**REQUIRED ACTION:** Please read the records below and return each line holding the string "consecutive".

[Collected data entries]
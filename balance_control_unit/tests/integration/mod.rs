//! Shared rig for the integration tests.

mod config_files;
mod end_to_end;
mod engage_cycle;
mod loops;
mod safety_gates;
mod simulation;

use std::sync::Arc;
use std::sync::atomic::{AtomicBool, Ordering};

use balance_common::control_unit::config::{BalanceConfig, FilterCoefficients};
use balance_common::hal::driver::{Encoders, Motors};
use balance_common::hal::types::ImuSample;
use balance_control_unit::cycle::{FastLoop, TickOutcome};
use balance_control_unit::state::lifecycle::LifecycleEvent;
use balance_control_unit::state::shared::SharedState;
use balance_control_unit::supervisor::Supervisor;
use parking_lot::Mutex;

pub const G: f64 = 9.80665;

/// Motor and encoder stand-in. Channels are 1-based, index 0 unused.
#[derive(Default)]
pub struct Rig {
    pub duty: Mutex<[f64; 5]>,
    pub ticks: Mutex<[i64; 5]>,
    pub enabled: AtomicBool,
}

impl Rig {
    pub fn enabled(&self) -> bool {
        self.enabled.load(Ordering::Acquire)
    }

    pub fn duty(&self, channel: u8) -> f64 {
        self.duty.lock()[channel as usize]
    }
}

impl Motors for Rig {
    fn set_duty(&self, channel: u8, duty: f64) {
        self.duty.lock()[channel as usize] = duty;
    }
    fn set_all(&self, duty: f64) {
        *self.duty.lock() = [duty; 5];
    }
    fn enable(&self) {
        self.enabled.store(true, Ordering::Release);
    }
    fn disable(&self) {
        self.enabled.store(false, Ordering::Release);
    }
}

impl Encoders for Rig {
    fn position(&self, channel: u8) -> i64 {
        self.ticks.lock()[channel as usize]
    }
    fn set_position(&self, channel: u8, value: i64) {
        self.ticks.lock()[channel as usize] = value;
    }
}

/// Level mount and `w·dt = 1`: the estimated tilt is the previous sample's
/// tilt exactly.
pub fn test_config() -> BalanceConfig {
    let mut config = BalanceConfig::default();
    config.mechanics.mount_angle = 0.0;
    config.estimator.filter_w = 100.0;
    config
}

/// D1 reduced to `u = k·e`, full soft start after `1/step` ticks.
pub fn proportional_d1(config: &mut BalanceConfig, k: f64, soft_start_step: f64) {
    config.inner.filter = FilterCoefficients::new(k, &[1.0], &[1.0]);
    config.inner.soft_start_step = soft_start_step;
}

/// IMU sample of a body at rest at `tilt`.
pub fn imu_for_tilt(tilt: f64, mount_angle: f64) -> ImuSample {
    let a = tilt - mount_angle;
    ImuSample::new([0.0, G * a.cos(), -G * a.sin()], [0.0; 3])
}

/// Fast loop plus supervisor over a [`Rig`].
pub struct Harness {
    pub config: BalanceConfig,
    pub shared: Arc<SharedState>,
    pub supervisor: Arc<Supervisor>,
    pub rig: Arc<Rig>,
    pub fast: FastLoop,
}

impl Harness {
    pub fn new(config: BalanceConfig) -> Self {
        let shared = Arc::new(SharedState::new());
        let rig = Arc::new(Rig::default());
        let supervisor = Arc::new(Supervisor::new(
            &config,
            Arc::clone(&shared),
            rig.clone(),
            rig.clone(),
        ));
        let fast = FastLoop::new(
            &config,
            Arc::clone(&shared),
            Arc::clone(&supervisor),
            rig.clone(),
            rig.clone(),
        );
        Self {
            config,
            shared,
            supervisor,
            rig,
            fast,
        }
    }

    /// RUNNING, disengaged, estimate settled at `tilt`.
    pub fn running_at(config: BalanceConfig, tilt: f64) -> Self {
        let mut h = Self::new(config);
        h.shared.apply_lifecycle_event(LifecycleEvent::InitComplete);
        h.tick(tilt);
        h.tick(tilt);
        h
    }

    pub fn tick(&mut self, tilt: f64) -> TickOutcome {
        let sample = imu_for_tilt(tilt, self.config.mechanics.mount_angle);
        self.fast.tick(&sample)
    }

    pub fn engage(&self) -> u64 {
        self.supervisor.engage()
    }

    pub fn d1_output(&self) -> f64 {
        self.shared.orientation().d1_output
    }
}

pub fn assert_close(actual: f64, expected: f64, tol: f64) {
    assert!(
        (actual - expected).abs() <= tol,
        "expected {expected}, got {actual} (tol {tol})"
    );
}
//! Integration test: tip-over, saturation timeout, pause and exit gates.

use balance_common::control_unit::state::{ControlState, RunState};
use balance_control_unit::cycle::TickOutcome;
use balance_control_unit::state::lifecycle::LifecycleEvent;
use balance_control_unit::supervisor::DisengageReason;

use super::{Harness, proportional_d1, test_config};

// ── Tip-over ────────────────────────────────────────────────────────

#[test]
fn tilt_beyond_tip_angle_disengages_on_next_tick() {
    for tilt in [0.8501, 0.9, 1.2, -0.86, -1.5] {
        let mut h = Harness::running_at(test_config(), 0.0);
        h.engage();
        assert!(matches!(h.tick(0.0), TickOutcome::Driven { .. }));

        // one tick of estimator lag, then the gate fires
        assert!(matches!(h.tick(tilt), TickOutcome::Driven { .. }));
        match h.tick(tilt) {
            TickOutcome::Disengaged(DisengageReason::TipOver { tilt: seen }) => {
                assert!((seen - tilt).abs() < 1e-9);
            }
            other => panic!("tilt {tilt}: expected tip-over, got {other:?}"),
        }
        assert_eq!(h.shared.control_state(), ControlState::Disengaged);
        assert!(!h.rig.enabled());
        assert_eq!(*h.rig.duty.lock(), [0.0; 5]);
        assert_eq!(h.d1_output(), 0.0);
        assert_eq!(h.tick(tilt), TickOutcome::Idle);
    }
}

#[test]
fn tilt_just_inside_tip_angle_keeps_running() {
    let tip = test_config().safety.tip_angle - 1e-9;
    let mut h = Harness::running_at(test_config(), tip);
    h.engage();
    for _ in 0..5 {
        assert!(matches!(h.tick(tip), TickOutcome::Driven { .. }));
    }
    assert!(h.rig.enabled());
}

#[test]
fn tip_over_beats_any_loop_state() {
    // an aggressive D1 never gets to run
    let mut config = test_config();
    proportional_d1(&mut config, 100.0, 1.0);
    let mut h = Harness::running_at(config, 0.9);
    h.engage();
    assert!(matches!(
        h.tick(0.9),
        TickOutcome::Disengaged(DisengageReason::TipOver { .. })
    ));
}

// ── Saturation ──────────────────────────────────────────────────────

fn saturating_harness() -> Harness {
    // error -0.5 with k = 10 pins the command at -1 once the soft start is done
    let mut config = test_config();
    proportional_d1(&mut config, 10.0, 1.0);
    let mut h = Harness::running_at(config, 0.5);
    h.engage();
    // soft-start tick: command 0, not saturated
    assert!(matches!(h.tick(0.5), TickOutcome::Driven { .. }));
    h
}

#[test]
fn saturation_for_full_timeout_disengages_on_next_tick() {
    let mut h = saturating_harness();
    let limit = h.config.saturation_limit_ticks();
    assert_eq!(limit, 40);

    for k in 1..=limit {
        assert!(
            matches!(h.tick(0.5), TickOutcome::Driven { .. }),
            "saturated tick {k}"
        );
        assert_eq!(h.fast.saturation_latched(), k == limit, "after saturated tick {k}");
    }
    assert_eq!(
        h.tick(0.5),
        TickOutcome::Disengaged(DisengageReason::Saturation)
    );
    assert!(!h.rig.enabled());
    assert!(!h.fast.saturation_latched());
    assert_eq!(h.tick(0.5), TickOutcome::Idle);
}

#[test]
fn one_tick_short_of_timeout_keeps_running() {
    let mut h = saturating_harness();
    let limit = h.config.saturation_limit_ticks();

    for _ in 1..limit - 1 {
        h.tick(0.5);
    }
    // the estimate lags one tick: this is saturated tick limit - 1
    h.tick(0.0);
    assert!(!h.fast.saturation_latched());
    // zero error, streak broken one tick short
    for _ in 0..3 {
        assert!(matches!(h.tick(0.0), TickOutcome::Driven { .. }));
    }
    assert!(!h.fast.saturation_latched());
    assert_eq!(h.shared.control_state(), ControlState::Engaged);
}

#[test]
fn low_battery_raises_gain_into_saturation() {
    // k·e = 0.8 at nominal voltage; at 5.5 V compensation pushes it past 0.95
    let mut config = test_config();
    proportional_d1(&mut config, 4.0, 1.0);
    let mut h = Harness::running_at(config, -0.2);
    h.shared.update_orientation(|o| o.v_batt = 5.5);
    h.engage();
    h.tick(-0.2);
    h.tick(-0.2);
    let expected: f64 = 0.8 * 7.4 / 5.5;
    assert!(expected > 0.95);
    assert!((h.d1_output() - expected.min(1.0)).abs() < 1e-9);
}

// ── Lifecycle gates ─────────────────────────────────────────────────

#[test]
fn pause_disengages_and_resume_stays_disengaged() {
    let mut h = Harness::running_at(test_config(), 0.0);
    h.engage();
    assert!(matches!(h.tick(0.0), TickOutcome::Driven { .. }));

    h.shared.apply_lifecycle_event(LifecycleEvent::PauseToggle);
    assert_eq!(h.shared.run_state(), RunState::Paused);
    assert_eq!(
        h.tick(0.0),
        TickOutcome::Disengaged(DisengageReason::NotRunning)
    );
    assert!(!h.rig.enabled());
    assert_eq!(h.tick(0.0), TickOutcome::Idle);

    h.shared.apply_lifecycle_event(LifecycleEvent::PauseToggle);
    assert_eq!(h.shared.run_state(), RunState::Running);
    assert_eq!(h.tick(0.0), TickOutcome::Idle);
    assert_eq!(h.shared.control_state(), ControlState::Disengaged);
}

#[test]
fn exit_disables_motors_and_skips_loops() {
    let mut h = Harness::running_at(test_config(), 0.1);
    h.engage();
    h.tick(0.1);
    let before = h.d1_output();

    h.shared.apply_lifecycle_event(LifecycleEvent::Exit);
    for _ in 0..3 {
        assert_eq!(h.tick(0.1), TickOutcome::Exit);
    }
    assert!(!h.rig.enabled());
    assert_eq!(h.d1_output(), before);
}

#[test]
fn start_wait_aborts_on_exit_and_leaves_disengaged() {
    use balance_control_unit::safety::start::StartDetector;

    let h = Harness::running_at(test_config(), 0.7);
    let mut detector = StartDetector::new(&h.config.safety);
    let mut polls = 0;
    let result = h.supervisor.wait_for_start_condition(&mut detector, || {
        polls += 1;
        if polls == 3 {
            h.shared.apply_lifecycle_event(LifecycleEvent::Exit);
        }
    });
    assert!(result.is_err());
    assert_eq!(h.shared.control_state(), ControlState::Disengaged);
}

---

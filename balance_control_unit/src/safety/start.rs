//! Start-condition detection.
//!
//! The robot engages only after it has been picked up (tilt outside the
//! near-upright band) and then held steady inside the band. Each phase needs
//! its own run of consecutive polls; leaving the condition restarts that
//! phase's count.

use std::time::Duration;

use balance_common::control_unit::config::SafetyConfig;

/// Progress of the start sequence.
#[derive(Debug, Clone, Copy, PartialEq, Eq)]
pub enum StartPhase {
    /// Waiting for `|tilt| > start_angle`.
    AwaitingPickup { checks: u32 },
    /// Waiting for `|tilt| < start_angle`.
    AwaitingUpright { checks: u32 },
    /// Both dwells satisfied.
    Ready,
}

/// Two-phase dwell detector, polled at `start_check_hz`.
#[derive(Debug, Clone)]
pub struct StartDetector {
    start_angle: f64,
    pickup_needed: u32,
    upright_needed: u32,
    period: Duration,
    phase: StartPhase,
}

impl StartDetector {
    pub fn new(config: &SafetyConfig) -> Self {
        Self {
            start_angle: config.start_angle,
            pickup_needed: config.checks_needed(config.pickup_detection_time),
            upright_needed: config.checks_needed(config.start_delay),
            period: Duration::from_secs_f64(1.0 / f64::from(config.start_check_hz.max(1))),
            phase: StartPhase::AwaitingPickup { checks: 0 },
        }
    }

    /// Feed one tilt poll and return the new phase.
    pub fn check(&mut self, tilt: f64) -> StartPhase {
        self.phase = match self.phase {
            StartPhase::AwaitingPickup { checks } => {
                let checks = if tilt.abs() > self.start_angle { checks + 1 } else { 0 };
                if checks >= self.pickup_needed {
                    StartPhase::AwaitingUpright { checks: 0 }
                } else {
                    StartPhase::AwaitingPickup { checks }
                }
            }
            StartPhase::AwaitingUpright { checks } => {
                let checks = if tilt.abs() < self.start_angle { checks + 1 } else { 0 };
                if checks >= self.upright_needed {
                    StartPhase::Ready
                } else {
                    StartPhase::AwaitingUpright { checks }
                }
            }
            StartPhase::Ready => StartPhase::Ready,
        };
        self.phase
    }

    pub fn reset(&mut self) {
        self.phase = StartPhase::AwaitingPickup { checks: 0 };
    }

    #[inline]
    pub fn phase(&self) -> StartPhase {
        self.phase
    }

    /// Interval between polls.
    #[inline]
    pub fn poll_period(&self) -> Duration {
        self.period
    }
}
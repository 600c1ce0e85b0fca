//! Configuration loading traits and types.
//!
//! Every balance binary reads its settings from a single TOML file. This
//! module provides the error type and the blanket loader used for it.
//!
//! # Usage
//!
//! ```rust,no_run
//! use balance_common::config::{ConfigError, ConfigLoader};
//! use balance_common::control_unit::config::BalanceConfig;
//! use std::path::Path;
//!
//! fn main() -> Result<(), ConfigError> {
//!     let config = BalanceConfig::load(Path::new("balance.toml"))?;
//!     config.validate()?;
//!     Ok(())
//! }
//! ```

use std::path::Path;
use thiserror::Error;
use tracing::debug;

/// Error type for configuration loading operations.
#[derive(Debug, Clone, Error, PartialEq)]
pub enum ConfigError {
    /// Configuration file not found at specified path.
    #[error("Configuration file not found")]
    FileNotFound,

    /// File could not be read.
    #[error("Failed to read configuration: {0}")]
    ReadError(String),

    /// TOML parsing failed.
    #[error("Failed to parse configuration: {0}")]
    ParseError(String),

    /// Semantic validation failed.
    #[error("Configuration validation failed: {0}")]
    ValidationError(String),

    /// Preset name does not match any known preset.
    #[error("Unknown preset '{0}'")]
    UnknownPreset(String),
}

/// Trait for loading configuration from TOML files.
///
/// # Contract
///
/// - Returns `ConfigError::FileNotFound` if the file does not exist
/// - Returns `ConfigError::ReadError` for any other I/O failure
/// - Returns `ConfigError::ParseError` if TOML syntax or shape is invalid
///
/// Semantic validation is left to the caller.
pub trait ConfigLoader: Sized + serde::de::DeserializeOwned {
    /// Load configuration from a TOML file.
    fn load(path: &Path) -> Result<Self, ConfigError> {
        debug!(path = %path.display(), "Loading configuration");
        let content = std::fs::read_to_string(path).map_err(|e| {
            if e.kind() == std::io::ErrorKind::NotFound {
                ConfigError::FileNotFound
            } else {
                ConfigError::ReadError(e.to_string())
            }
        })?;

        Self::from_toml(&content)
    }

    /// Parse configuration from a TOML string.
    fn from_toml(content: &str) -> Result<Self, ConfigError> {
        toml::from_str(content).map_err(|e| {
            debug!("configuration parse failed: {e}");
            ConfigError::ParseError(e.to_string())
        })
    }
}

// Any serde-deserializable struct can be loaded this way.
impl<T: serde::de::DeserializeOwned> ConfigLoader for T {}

==

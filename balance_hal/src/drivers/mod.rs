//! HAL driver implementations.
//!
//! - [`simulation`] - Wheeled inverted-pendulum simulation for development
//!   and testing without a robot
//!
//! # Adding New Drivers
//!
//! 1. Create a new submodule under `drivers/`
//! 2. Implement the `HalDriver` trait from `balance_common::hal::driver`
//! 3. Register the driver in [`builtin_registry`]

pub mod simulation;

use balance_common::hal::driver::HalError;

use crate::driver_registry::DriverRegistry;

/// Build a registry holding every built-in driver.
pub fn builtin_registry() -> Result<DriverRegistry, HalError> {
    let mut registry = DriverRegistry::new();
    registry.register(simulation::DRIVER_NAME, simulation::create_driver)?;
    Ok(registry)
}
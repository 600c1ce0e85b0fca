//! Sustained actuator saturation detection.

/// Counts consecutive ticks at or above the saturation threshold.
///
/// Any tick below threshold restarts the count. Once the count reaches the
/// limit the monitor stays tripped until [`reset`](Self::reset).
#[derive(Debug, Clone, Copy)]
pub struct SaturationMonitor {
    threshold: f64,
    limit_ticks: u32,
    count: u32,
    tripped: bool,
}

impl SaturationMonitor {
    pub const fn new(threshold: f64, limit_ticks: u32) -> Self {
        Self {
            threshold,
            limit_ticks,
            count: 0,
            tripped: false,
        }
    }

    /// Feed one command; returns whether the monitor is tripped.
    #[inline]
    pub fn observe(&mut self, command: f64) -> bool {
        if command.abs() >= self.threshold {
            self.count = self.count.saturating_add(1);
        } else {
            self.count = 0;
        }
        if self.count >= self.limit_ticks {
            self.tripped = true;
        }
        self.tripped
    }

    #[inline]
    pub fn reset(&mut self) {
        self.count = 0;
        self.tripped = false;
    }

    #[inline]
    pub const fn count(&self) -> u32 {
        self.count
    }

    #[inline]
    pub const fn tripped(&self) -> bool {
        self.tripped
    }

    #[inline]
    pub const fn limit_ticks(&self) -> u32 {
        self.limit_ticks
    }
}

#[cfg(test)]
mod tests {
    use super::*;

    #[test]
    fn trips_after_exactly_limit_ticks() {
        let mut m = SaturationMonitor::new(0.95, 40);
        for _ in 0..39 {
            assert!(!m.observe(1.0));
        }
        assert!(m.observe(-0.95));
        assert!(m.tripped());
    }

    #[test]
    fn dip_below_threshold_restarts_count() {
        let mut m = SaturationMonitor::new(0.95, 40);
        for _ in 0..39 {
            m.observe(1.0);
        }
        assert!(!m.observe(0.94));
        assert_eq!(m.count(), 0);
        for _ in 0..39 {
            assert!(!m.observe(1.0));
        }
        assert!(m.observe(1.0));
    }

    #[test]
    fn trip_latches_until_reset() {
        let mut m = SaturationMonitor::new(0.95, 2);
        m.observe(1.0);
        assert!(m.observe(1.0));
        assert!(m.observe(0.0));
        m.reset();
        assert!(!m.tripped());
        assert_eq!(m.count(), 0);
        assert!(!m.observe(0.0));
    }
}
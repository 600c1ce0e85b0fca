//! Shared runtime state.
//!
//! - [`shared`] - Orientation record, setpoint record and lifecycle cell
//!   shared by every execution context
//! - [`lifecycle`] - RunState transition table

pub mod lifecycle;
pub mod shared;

**EXERCISE ANSWER:**
//! its own run of consecutive polls; leaving the condition restarts that
/// Counts consecutive ticks at or above the saturation threshold.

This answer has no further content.